In 1167 the Roman communal army attacked Tusculum (Battle of Monte Porzio), but it was defeated by the Emperor-allied army, headed by Christian I, Archbishop of Mainz; in the summer of the same year, however, a plague decimated the imperial army and Frederick Barbarossa was forced to return to Germany.

Destruction and rediscovery

Medieval destruction
From 1167 the residents of Tusculum moved to the neighbours (Locus) or little villages as Monte Porzio Catone, Grottaferrata and mostly to Frascati: only a little group of defence troops remained in the old city.

When in 1183 the Roman army again attacked Tusculum, Barbarossa sent a new contingent of troops to its defence. The Commune of Rome was however able to destroy the town on 17 April 1191 with the consent of Pope Celestine III and the consent of Henry VI, Holy Roman Emperor, son of Frederick Barbarossa.

Roger of Hoveden wrote "lapis supra lapidem non remansit" (not a stone upon a stone remained), indeed the Roman Commune's army took away the stones of the walls of Tusculum as spoils of war in Rome.

After destruction the land of Tusculum city became woodland and pasture lands. The buildings destroyed in Tusculum became a big open quarry of materials for the inhabitants of the neighbouring towns of the Alban Hills.

Remains and archeology
In 1806 the first campaign of archaeological excavation on the top of the Tuscolo hill was begun by Lucien Bonaparte. In 1825 the archaeologist Luigi Biondi excavated to find out Tusculum, engaged by Queen Maria Cristina of Bourbon, wife of Charles Felix of Sardinia. In 1839 and 1840 the architect and archaeologist Luigi Canina, called by the same royal family, excavated the Theatre area of Tusculum. The ancient works of art excavated were sent to Savoy Castle of Agliè in Piedmont.
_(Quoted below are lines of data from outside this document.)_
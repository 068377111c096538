//! Application configuration loaded from environment variables.

use std::env;

/// Which storage backend to use.
#[derive(Debug, Clone, Copy, PartialEq, Eq)]
pub enum StorageBackend {
    /// In-process map, suitable for demos and tests. Data is lost on restart.
    Memory,
    /// DynamoDB single-table backend.
    DynamoDb,
}

/// Application configuration, loaded once at startup.
#[derive(Debug, Clone)]
pub struct Config {
    /// Server port
    pub port: u16,
    /// Storage backend selector
    pub storage_backend: StorageBackend,
    /// DynamoDB table name
    pub table_name: String,
    /// Optional DynamoDB endpoint override (dynamodb-local)
    pub dynamodb_endpoint: Option<String>,
    /// Seed example athletes/sessions at startup
    pub seed_demo_data: bool,
}

impl Default for Config {
    /// Default config for testing only.
    fn default() -> Self {
        Self {
            port: 8080,
            storage_backend: StorageBackend::Memory,
            table_name: "training-tracker".to_string(),
            dynamodb_endpoint: None,
            seed_demo_data: false,
        }
    }
}

impl Config {
    /// Load configuration from environment variables.
    pub fn from_env() -> Result<Self, ConfigError> {
        dotenvy::dotenv().ok(); // Load .env file if present

        let storage_backend = match env::var("STORAGE_BACKEND").as_deref() {
            Ok("dynamodb") => StorageBackend::DynamoDb,
            Ok("memory") | Err(_) => StorageBackend::Memory,
            Ok(other) => return Err(ConfigError::InvalidBackend(other.to_string())),
        };

        Ok(Self {
            port: env::var("PORT")
                .unwrap_or_else(|_| "8080".to_string())
                .parse()
                .unwrap_or(8080),
            storage_backend,
            table_name: env::var("DYNAMODB_TABLE_NAME")
                .unwrap_or_else(|_| "training-tracker".to_string()),
            dynamodb_endpoint: env::var("DYNAMODB_ENDPOINT").ok(),
            seed_demo_data: env::var("SEED_DEMO_DATA")
                .map(|v| v == "true" || v == "1")
                .unwrap_or(false),
        })
    }
}

/// Configuration errors
#[derive(Debug, thiserror::Error)]
pub enum ConfigError {
    #[error("Unknown STORAGE_BACKEND value: {0} (expected 'memory' or 'dynamodb')")]
    InvalidBackend(String),
}

#[cfg(test)]
mod tests {
    use super::*;

    #[test]
    fn test_config_defaults() {
        let config = Config::default();
        assert_eq!(config.port, 8080);
        assert_eq!(config.storage_backend, StorageBackend::Memory);
        assert_eq!(config.table_name, "training-tracker");
        assert!(!config.seed_demo_data);
    }
}
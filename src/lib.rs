// SPDX-License-Identifier: MIT
// Copyright 2026 Roland Dreier <roland@kernel.org>

//! Training Tracker: a REST API for athletes and their training sessions.
//!
//! Records live either in an in-process map (demo and test use) or in
//! DynamoDB behind a single-table design; see the `db` module.

pub mod config;
pub mod db;
pub mod error;
pub mod middleware;
pub mod models;
pub mod routes;
pub mod services;

use config::Config;
use db::DynStore;

/// Shared application state.
pub struct AppState {
    pub config: Config,
    pub store: DynStore,
}
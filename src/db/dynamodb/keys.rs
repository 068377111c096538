//! Key generation for the single-table design.
//!
//! Pure functions with no side effects. The encodings here are load-bearing:
//! existing tables depend on them byte-for-byte.

use chrono::NaiveDate;

pub const ATHLETE_PREFIX: &str = "ATHLETE#";
pub const SESSION_PREFIX: &str = "SESSION#";

/// Constant GSI1 partition key shared by every session item.
pub const SESSION_GSI1_PK: &str = "SESSION";

/// Partition key for an athlete record and all of its sessions.
///
/// Pattern: `ATHLETE#<athlete_id>`
pub fn athlete_pk(athlete_id: &str) -> String {
    format!("{ATHLETE_PREFIX}{athlete_id}")
}

/// Sort key for an athlete record (same as PK for single-item gets).
pub fn athlete_sk(athlete_id: &str) -> String {
    format!("{ATHLETE_PREFIX}{athlete_id}")
}

/// Sort key for a session item within its athlete's partition.
///
/// Pattern: `SESSION#<session_id>`
pub fn session_sk(session_id: &str) -> String {
    format!("{SESSION_PREFIX}{session_id}")
}

/// GSI1 sort key for a session.
///
/// Pattern: `<YYYY-MM-DD>#<session_id>`. The ISO date prefix makes the
/// index lexicographically date-ascending.
pub fn session_gsi1_sk(date: NaiveDate, session_id: &str) -> String {
    format!("{}#{session_id}", date.format("%Y-%m-%d"))
}
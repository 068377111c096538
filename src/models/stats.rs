//! Aggregated statistics over training sessions.

use serde::{Deserialize, Serialize};

/// Aggregate statistics for a set of training sessions.
///
/// Averages are defined as 0.0 when their denominator is zero; all values
/// are rounded to 2 decimal places for presentation.
#[derive(Debug, Clone, PartialEq, Serialize, Deserialize)]
#[serde(rename_all = "camelCase")]
pub struct Statistics {
    /// Number of sessions in the aggregate
    pub total_sessions: usize,
    /// Sum of durations (minutes)
    pub total_duration: f64,
    /// Sum of distances (kilometers)
    pub total_distance: f64,
    /// Mean duration per session (minutes)
    pub average_duration: f64,
    /// Mean distance per session (kilometers)
    pub average_distance: f64,
    /// Mean pace (minutes per kilometer)
    pub average_pace: f64,
}
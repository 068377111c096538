//! DynamoDB storage backend using a single-table design.
//!
//! Table layout:
//! - Athletes: `PK = ATHLETE#<athlete_id>`, `SK = ATHLETE#<athlete_id>`
//! - Sessions: `PK = ATHLETE#<athlete_id>`, `SK = SESSION#<session_id>`,
//!   co-located with their athlete in one partition
//! - GSI1: `GSI1PK = "SESSION"`, `GSI1SK = <ISO-date>#<session_id>` for
//!   querying all sessions across athletes, date-ascending by construction

mod conversions;
mod error;
mod keys;
mod store;

pub use store::DynamoStore;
In 1825 Lucien Bonaparte found the so-called Tusculum portrait of Julius Caesar at the city's forum.

In 1890 Thomas Ashby arrived to Rome as Director of the British School in Rome. He was an expert in ancient monuments topography and studied the Tusculum monuments, reporting the results in The Roman Campagna in Classical Times published in London in 1927. Earlier, he had described the remains thus in the Encyclopædia Britannica Eleventh Edition:

On the hill of Tusculum itself are remains of a small theatre (excavated in 1839), with a reservoir behind it, and an amphitheatre. Both belong probably to the imperial period, and so does a very large villa (the substructures of which are preserved), by some attributed to Cicero, by others to Tiberius, near the latter. Between the amphitheatre and the theatre is the site of the Forum, of which nothing is now visible, and to the south on a projecting spur were tombs of the Roman period. There are also many remains of houses and villas.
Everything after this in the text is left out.